Rabdological abacus Claude Perrot
French scientist and architect Claude Perrot, brother of the famous storyteller Charles Perrault, invented an original counting device - a rabdological abacus. The summing machine became a valuable addition to the XVII – XVVth centuries, a period rich enough for the invention of counting devices.
Claude Perrot (1613-1688)
Perrault gave his invention the name in the spirit of ancient times, when a small board on which numbers were written was called the abacus. And since the machine carried out arithmetic operations with the help of small rods with numbers, it was considered a rabdological one.
')
roman abacus
For the first time the device was mentioned in the book “Collection of a large number of machines of his own composition” (1700) by Claude Perrot, published posthumously. The collection contained descriptions of almost all the inventions of the author ("pendulum clock", "machine for lifting weights", "machine for increasing the effect of firearms", etc.). Rabdological abacus was listed at number ten.
It was a compact and simple computer, noted in history due to a significant difference from other devices invented in its field. Instead of the usual gear wheels of Pascal, gear racks (cremallets) were used in the rhabdological abacus.

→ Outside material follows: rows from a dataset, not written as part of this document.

//! CLI argument definitions for bingo.

use std::path::PathBuf;

use bingo_core::Difficulty;
use clap::{Parser, Subcommand};

#[derive(Parser)]
#[command(name = "bingo")]
#[command(about = "Monster Hunter Frontier bingo session runner", version)]
pub struct Args {
    /// Path to config file (TOML)
    #[arg(short, long, value_name = "FILE", env = "BINGO_CONFIG")]
    pub config: Option<PathBuf>,

    #[command(subcommand)]
    pub command: Command,
}

#[derive(Subcommand)]
pub enum Command {
    /// Generate and print a board
    Board {
        /// Monster catalog (JSON)
        #[arg(long, value_name = "FILE")]
        catalog: PathBuf,
        /// Board difficulty (easy, medium, hard, extreme)
        #[arg(short, long, default_value = "easy")]
        difficulty: Difficulty,
        /// RNG seed for a reproducible board
        #[arg(long)]
        seed: Option<u64>,
        /// Output as JSON
        #[arg(long)]
        json: bool,
    },
    /// Run a scripted session
    Play {
        /// Monster catalog (JSON)
        #[arg(long, value_name = "FILE")]
        catalog: PathBuf,
        /// Command script, one command per line
        #[arg(long, value_name = "FILE")]
        script: PathBuf,
        /// Use an in-memory balance instead of the ledger file
        #[arg(long)]
        balance: Option<u64>,
        /// RNG seed for reproducible boards
        #[arg(long)]
        seed: Option<u64>,
        /// Do not write session history
        #[arg(long)]
        no_history: bool,
        /// Print the final snapshot as JSON
        #[arg(long)]
        json: bool,
    },
    /// Check a catalog for configuration errors
    Validate {
        /// Monster catalog (JSON)
        #[arg(long, value_name = "FILE")]
        catalog: PathBuf,
    },
}
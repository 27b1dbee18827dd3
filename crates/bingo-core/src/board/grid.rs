use serde::Serialize;

/// Row-major 2-D grid that carries its own dimensions
#[derive(Debug, Clone, PartialEq, Eq, Serialize)]
pub struct Grid<T> {
    width: usize,
    height: usize,
    cells: Vec<T>,
}

impl<T> Grid<T> {
    /// Grid with no rows or columns
    pub fn empty() -> Self {
        Self {
            width: 0,
            height: 0,
            cells: Vec::new(),
        }
    }

    /// Build a grid by calling `f(row, col)` for every position in row-major order
    pub fn from_fn<F>(width: usize, height: usize, mut f: F) -> Self
    where
        F: FnMut(usize, usize) -> T,
    {
        let mut cells = Vec::with_capacity(width * height);
        for row in 0..height {
            for col in 0..width {
                cells.push(f(row, col));
            }
        }
        Self {
            width,
            height,
            cells,
        }
    }

    pub fn width(&self) -> usize {
        self.width
    }

    pub fn height(&self) -> usize {
        self.height
    }

    pub fn is_empty(&self) -> bool {
        self.cells.is_empty()
    }

    pub fn is_square(&self) -> bool {
        self.width == self.height
    }

    fn index(&self, row: usize, col: usize) -> Option<usize> {
        (row < self.height && col < self.width).then(|| row * self.width + col)
    }

    pub fn get(&self, row: usize, col: usize) -> Option<&T> {
        self.index(row, col).map(|i| &self.cells[i])
    }

    pub fn get_mut(&mut self, row: usize, col: usize) -> Option<&mut T> {
        self.index(row, col).map(move |i| &mut self.cells[i])
    }

    /// Slice of one row, `None` when out of range
    pub fn row(&self, row: usize) -> Option<&[T]> {
        (row < self.height).then(|| &self.cells[row * self.width..(row + 1) * self.width])
    }

    pub fn rows(&self) -> impl Iterator<Item = &[T]> {
        (0..self.height).filter_map(move |r| self.row(r))
    }

    pub fn iter(&self) -> impl Iterator<Item = &T> {
        self.cells.iter()
    }

    pub fn iter_mut(&mut self) -> impl Iterator<Item = &mut T> {
        self.cells.iter_mut()
    }

    /// Map every cell into a new grid of the same shape
    pub fn map<U, F: FnMut(&T) -> U>(&self, f: F) -> Grid<U> {
        Grid {
            width: self.width,
            height: self.height,
            cells: self.cells.iter().map(f).collect(),
        }
    }
}

impl<T> Default for Grid<T> {
    fn default() -> Self {
        Self::empty()
    }
}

The counting machine was in the form of a plate with a finger thickness, its height reached about 30 cm, and its width was 14 cm. Two windows were cut out on the front side of the device, where the results were displayed. The result of the subtraction was shown in the upper window, and the addition in the lower window. The multiplication table was engraved in the lower part of the front side.
In addition, seven slots were cut on the front side, along which scales with divisions 1, 2, 3, 4, 5, 6, 7, 8, 9 were placed. In the slots there were rulers. With the help of a pin with a pointed tip, they moved up and down to the bottom of the device.
Deep risks divided each line into 26 parts. The tips of the pin were inserted into the risks, which made it possible to move the rulers with ease and necessary precision. In the upper eleven divisions of the ruler there was an increasing sequence (0,1,2,3,4,5,6,7,8,9,0) for subtraction. In the lower eleven divisions the sequence was placed, which decreased (0,9,8,7,6,5,3,3,2,1,0). Accordingly, it was used for addition. The numbers of these sequences were shown in the result windows. In the lower window, they were the desired value of addition, and in the upper window - the desired value of subtraction.
The sequences printed on the rulers were separated from each other by four empty divisions.
In the bag, the device used seven rulers, which were separated from each other by thin plates. The rulers kept sequence ascending. The extreme right symbolized the discharge of units, the ruler following it represented the discharge of tens, then hundreds and so on until the discharge of millions.
Each plate separating the rulers from each other, there was a hole. It was used to transfer the overflow from the low-order to the senior and was at the base of the ruler, which was pushed to the very top of the device. The size of the hole reached three divisions of the ruler.
Each ruler had 11 teeth near the base of the right side - one per division. On the other side of the ruler (if we take it from below - under the 11 and 12 divisions) there was a spring-loaded hook. The tines and hook were used to transfer the overflow from low to high.
The transfer from the junior to the senior occurred as follows. When the low-order slat was at the top of the device (that is, there were zeros in the windows of the result of addition and subtraction), the spring-loaded hook was hidden in the body of the ruler, resting on the plate to the left of it. As the ruler moves down, the spring-loaded hook approaches the hole in the plate. When the figure 7 belonging to the ruler being moved appeared in the addition result window, the spring-loaded hook began to slide out into the hole of the bar, and at the moment when the number 9 appeared in the result window, it entered into the teeth of the high-level ruler. Subsequently, the movement of the low-order ruler moved the high-order rulers. As a result, when the number 0 of the low-order ruler appeared in the window of the addition results, following the number 9, the high-order ruler moved exactly one division down due to the hook-to-tooth coupling.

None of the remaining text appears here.